According to the 'AI in Financial Services Survey Report' published by the World Economic Forum, among the combination of different data sources, the most commonly used data source used widely was the internally generated data source usually obtained from the operations of the company. It was followed by customer-generated data and then the publicly available free data. Further, the report also demonstrated that the data related to payments was highly utilized among the external customer data, followed by the investment management data, market infrastructure, among others. Thus, the increasing availability and the utilization of data sources will help fintech companies use AI to produce accurate results.
Process automation refers to the use of digital technology to execute a manual or automated system or process. The fintech companies utilize differential process automation services to manage their databases, microservices, and Software as a Service (SaaS) applications. Some of the other tasks done by the process automation services are to provide an agile platform to facilitates rapid time-to-deployment, adapts to changing conditions, elegant, unified solutions to both integration and automation, orchestrating internal processes across SaaS applications, among others.

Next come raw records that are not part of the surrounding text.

// lattice.rs - Periodic square lattice and the spin array living on it

use rand::Rng;
use serde::{Deserialize, Serialize};

/// Site variable, always `+1` or `-1`.
pub type Spin = i8;

/// Immutable 4-neighbour adjacency of an `L × L` torus, row-major sites.
#[derive(Debug, Clone)]
pub struct Lattice {
    side: usize,
    neighbors: Vec<[usize; 4]>,
}

impl Lattice {
    /// Build the adjacency for side `l`. Neighbours are stored in the order
    /// east, north, west, south. `l = 1` yields a site that neighbours itself.
    pub fn new(l: usize) -> Self {
        let n = l * l;
        let neighbors = (0..n)
            .map(|i| {
                let row = i / l;
                let col = i % l;
                [
                    row * l + (col + 1) % l,
                    (i + l) % n,
                    row * l + (col + l - 1) % l,
                    (i + n - l) % n,
                ]
            })
            .collect();
        Self { side: l, neighbors }
    }

    #[inline(always)]
    pub fn side(&self) -> usize {
        self.side
    }

    /// Number of sites N = L².
    #[inline(always)]
    pub fn n_sites(&self) -> usize {
        self.neighbors.len()
    }

    #[inline(always)]
    pub fn neighbors(&self, i: usize) -> &[usize; 4] {
        &self.neighbors[i]
    }
}

/// How a run seeds its spin array.
#[derive(Debug, Clone, Copy, PartialEq, Eq, Serialize, Deserialize)]
pub enum InitialState {
    /// Every spin `+1` (cold start).
    Ordered,
    /// Every spin independently `±1` with probability ½ (hot start).
    Disordered,
}

impl InitialState {
    /// Cold start strictly below `threshold`, hot start otherwise.
    pub fn for_temperature(temperature: f64, threshold: f64) -> Self {
        if temperature < threshold {
            InitialState::Ordered
        } else {
            InitialState::Disordered
        }
    }
}

/// Spin configuration owned by exactly one run.
#[derive(Debug, Clone, PartialEq, Eq)]
pub struct Spins {
    values: Vec<Spin>,
}

impl Spins {
    pub fn ordered(n: usize) -> Self {
        Self { values: vec![1; n] }
    }

    pub fn disordered(n: usize, rng: &mut impl Rng) -> Self {
        let values = (0..n)
            .map(|_| if rng.gen_bool(0.5) { 1 } else { -1 })
            .collect();
        Self { values }
    }

    pub fn prepare(n: usize, state: InitialState, rng: &mut impl Rng) -> Self {
        match state {
            InitialState::Ordered => Self::ordered(n),
            InitialState::Disordered => Self::disordered(n, rng),
        }
    }

    /// Wrap an explicit array. Any value other than `+1`/`-1` is rejected.
    pub fn from_values(values: Vec<Spin>) -> Option<Self> {
        values
            .iter()
            .all(|&s| s == 1 || s == -1)
            .then_some(Self { values })
    }

    #[inline(always)]
    pub fn get(&self, i: usize) -> Spin {
        self.values[i]
    }

    #[inline(always)]
    pub fn flip(&mut self, i: usize) {
        self.values[i] = -self.values[i];
    }

    pub fn len(&self) -> usize {
        self.values.len()
    }

    pub fn is_empty(&self) -> bool {
        self.values.is_empty()
    }

    /// Σ s_i over all sites.
    pub fn magnetization(&self) -> i64 {
        self.values.iter().map(|&s| s as i64).sum()
    }

    pub fn as_slice(&self) -> &[Spin] {
        &self.values
    }
}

The certain benefits driving the demand are accurate data and industry insights, eliminating the risks involved with routine duties, and reducing the time process automation takes to achieve a resolution. Further, the increasing investments by the robotic process automation and AI firms such as UiPath have raised USD 255 million for new product development and research and development. Thus, the aforementioned factors play a massive role in the growth of the market.
The AI in the fintech market uses various technology and databases to carry out specified actions. The lack of competent experts for implementing and applying AI in small and medium-sized businesses has hindered its growth. As reported by the World Economic Forum, more than 52% of workers would need to be reskilled by 2022 due to persistent and fast technical developments. In addition to the lack of awareness of suitable data masking techniques – static and interactive, businesses' selection of inappropriate software would further increase their cyber-crime risks, thereby restricting the global AI's growth in the fintech market.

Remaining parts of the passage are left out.